From the entries, return every line where the string "core" shows up.

*** Opening of Data records ***

#![no_std]
#![no_main]

use embassy_executor::Spawner;

#[cfg(feature = "defmt")]
use defmt_rtt as _;
#[cfg(feature = "defmt")]
use panic_probe as _;
#[cfg(not(feature = "defmt"))]
use panic_reset as _;

use relay_app::prelude::*;
use static_cell::StaticCell;

static RELAYS: StaticCell<Relays> = StaticCell::new();

// Application main entry point. The spawner can be used to start async tasks.
#[embassy_executor::main]
async fn main(spawner: Spawner) {
    info!("relay controller {=str} on {=str}", FW_VERSION, HW_VERSION);
    let board = RelayBoard::default();

    spawner.must_spawn(watchdog_task(board.wdt));

    // Relays come up released before anything touches the bus.
    let relays = RELAYS.init(board.relay_resources.configure());
    debug!("{} relays released", relays.len());

    let poll_config = PollConfig::default();
    let manager = unwrap!(ExpanderBusManager::init(
        board.twim_bus_resources,
        &BusConfig::default(),
    )
    .map_err(|(e, _)| e))
    .with_timeout(poll_config.timeout());

    // The RTC shares the bus but is not polled.
    debug!("DS3231 reserved at {=u8:#04x}", DS3231_ADDR);

    spawner.must_spawn(poll_task(
        manager,
        ExpansionRegistry::default(),
        poll_config,
    ));
}
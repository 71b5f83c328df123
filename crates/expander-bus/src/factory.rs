use crate::bus::ExpanderBus;
use crate::config::BusConfig;

/// Brings an expander bus up from raw peripherals and tears it down again.
///
/// The board crate implements this for its I2C peripheral; tests implement
/// it over a mock.
pub trait BusFactory {
    /// The bus owned by the session manager.
    type Bus: ExpanderBus;
    /// Peripheral handles and pins the bus is built from.
    type Resources;
    /// Token kept alongside the bus, traded back for the resources.
    type Destructor;
    /// Why a configuration could not be applied.
    type Error: core::fmt::Debug;

    /// Configure the peripheral for `config`.
    ///
    /// A rejected configuration hands `resources` back untouched.
    #[allow(clippy::type_complexity)]
    fn create(
        resources: Self::Resources,
        config: &BusConfig,
    ) -> Result<(Self::Bus, Self::Destructor), (Self::Error, Self::Resources)>;

    /// Rebuild the resources once the bus has been dropped.
    fn recover(destructor: Self::Destructor) -> Self::Resources;
}
#![no_std]

mod bus_manager;
pub mod sink;
pub mod tasks;
#[doc(hidden)]
pub mod util;

pub const HW_VERSION: &str = env!("HW_VERSION");
pub const FW_VERSION: &str = env!("FW_VERSION");

pub mod prelude {
    pub use super::{
        bus_manager::*, debug, error, info, sink::*, tasks::*, unwrap, warn,
        FW_VERSION, HW_VERSION,
    };
    pub use embassy_executor::Spawner;
    pub use embassy_time::{Duration, Timer};

    pub use expander_bus::{
        BusConfig, ExpansionRegistry, PollConfig, DS3231_ADDR,
    };
    pub use relay_bsp::{RelayBoard, RelayResources, Relays, TwimBusResources};
}
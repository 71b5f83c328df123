//! Logging macros that compile down to nothing without the `defmt` feature.

#[macro_export]
macro_rules! debug {
    ($s:literal $(, $x:expr)* $(,)?) => {
        {
            #[cfg(feature = "defmt")]
            ::defmt::debug!($s $(, $x)*);
            #[cfg(not(feature = "defmt"))]
            let _ = ($( & $x ),*);
        }
    };
}

#[macro_export]
macro_rules! info {
    ($s:literal $(, $x:expr)* $(,)?) => {
        {
            #[cfg(feature = "defmt")]
            ::defmt::info!($s $(, $x)*);
            #[cfg(not(feature = "defmt"))]
            let _ = ($( & $x ),*);
        }
    };
}

#[macro_export]
macro_rules! warn {
    ($s:literal $(, $x:expr)* $(,)?) => {
        {
            #[cfg(feature = "defmt")]
            ::defmt::warn!($s $(, $x)*);
            #[cfg(not(feature = "defmt"))]
            let _ = ($( & $x ),*);
        }
    };
}

#[macro_export]
macro_rules! error {
    ($s:literal $(, $x:expr)* $(,)?) => {
        {
            #[cfg(feature = "defmt")]
            ::defmt::error!($s $(, $x)*);
            #[cfg(not(feature = "defmt"))]
            let _ = ($( & $x ),*);
        }
    };
}

/// Unwrap a `Result` or `Option`, logging the failure through defmt.
#[macro_export]
macro_rules! unwrap {
    ($arg:expr) => {
        match $crate::util::Try::into_result($arg) {
            ::core::result::Result::Ok(t) => t,
            ::core::result::Result::Err(_e) => {
                #[cfg(feature = "defmt")]
                ::defmt::panic!(
                    "unwrap of `{}` failed: {:?}",
                    ::core::stringify!($arg),
                    _e
                );
                #[cfg(not(feature = "defmt"))]
                ::core::panic!(
                    "unwrap of `{}` failed",
                    ::core::stringify!($arg)
                );
            }
        }
    };
}

#[derive(Debug, Copy, Clone, Eq, PartialEq)]
pub struct NoneError;

pub trait Try {
    type Ok;
    type Error;
    fn into_result(self) -> Result<Self::Ok, Self::Error>;
}

impl<T> Try for Option<T> {
    type Ok = T;
    type Error = NoneError;

    #[inline]
    fn into_result(self) -> Result<T, NoneError> {
        self.ok_or(NoneError)
    }
}

impl<T, E> Try for Result<T, E> {
    type Ok = T;
    type Error = E;

    #[inline]
    fn into_result(self) -> Self {
        self
    }
}

#[cfg(feature = "defmt")]
impl defmt::Format for NoneError {
    fn format(&self, fmt: defmt::Formatter) {
        defmt::write!(fmt, "value was None")
    }
}
#![no_std]
//! Board support for the expander relay controller.
//!
//! Splits the nRF52840 peripherals into per-function resource groups and
//! provides the TWIM-backed [`expander_bus::BusFactory`] used by the app.

// Modules
mod board;
mod resources;

// Flatten
pub use board::*;
pub use resources::*;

*** Close of Data records ***

_Answer space_
    type Error: core::fmt::Debug;
            ::core::result::Result::Ok(t) => t,
            ::core::result::Result::Err(_e) => {
                    ::core::stringify!($arg),
                ::core::panic!(
                    ::core::stringify!($arg)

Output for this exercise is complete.